▶ **What is required**
Print every line below. Match each one exactly.

Stored items
- - - - - - -
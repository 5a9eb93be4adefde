use serde::{Deserialize, Serialize};
use validator::Validate;

use crate::models::domain::{
    AgeGroup, Experience, FitnessLevel, HealthIssue, PreferenceSet, TrekType,
};

/// Request to rank the catalog against a user's answers
///
/// Fields arrive as raw form values; see [`TrekMatchRequest::preferences`]
/// for how they are coerced.
#[derive(Debug, Clone, Default, Serialize, Deserialize, Validate)]
pub struct TrekMatchRequest {
    #[serde(default)]
    pub age_group: Option<String>,
    #[serde(default)]
    pub health_issues: Vec<String>,
    #[serde(default)]
    pub fitness_level: Option<String>,
    #[serde(default)]
    pub experience: Option<String>,
    #[serde(default, alias = "trek_types")]
    pub trek_type: Vec<String>,
    #[validate(range(max = 100))]
    #[serde(default)]
    pub minimum: Option<u8>,
    #[validate(range(min = 1, max = 50))]
    #[serde(default)]
    pub limit: Option<usize>,
}

impl TrekMatchRequest {
    /// Build the preference set the engine consumes
    ///
    /// Unknown or missing single-select answers fall back to the enum
    /// defaults. Unknown multi-select tags are dropped and repeats collapsed.
    pub fn preferences(&self) -> PreferenceSet {
        PreferenceSet {
            age_group: self
                .age_group
                .as_deref()
                .and_then(AgeGroup::from_tag)
                .unwrap_or_default(),
            health_issues: collect_tags(&self.health_issues, HealthIssue::from_tag),
            fitness_level: self
                .fitness_level
                .as_deref()
                .and_then(FitnessLevel::from_tag)
                .unwrap_or_default(),
            experience: self
                .experience
                .as_deref()
                .and_then(Experience::from_tag)
                .unwrap_or_default(),
            trek_type_interests: collect_tags(&self.trek_type, TrekType::from_tag),
        }
    }
}

fn collect_tags<T, F>(raw: &[String], parse: F) -> Vec<T>
where
    T: PartialEq,
    F: Fn(&str) -> Option<T>,
{
    let mut tags = Vec::with_capacity(raw.len());
    for tag in raw.iter().filter_map(|value| parse(value.trim())) {
        if !tags.contains(&tag) {
            tags.push(tag);
        }
    }
    tags
}

/// Query parameters for the weather endpoint
#[derive(Debug, Clone, Default, Serialize, Deserialize, Validate)]
pub struct WeatherQuery {
    #[validate(length(max = 200))]
    pub city: Option<String>,
    #[validate(length(max = 200))]
    pub region: Option<String>,
}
- - - - - - -
▶ **Final answer**
repository 5a9eb93be4adefde
use serde::{Deserialize, Serialize};
use validator::Validate;

use crate::models::domain::{
    AgeGroup, Experience, FitnessLevel, HealthIssue, PreferenceSet, TrekType,
};

/// Request to rank the catalog against a user's answers
///
/// Fields arrive as raw form values; see [`TrekMatchRequest::preferences`]
/// for how they are coerced.
#[derive(Debug, Clone, Default, Serialize, Deserialize, Validate)]
pub struct TrekMatchRequest {
    #[serde(default)]
    pub age_group: Option<String>,
    #[serde(default)]
    pub health_issues: Vec<String>,
    #[serde(default)]
    pub fitness_level: Option<String>,
    #[serde(default)]
    pub experience: Option<String>,
    #[serde(default, alias = "trek_types")]
    pub trek_type: Vec<String>,
    #[validate(range(max = 100))]
    #[serde(default)]
    pub minimum: Option<u8>,
    #[validate(range(min = 1, max = 50))]
    #[serde(default)]
    pub limit: Option<usize>,
}

impl TrekMatchRequest {
    /// Build the preference set the engine consumes
    ///
    /// Unknown or missing single-select answers fall back to the enum
    /// defaults. Unknown multi-select tags are dropped and repeats collapsed.
    pub fn preferences(&self) -> PreferenceSet {
        PreferenceSet {
            age_group: self
                .age_group
                .as_deref()
                .and_then(AgeGroup::from_tag)
                .unwrap_or_default(),
            health_issues: collect_tags(&self.health_issues, HealthIssue::from_tag),
            fitness_level: self
                .fitness_level
                .as_deref()
                .and_then(FitnessLevel::from_tag)
                .unwrap_or_default(),
            experience: self
                .experience
                .as_deref()
                .and_then(Experience::from_tag)
                .unwrap_or_default(),
            trek_type_interests: collect_tags(&self.trek_type, TrekType::from_tag),
        }
    }
}

fn collect_tags<T, F>(raw: &[String], parse: F) -> Vec<T>
where
    T: PartialEq,
    F: Fn(&str) -> Option<T>,
{
    let mut tags = Vec::with_capacity(raw.len());
    for tag in raw.iter().filter_map(|value| parse(value.trim())) {
        if !tags.contains(&tag) {
            tags.push(tag);
        }
    }
    tags
}

/// Query parameters for the weather endpoint
#[derive(Debug, Clone, Default, Serialize, Deserialize, Validate)]
pub struct WeatherQuery {
    #[validate(length(max = 200))]
    pub city: Option<String>,
    #[validate(length(max = 200))]
    pub region: Option<String>,
}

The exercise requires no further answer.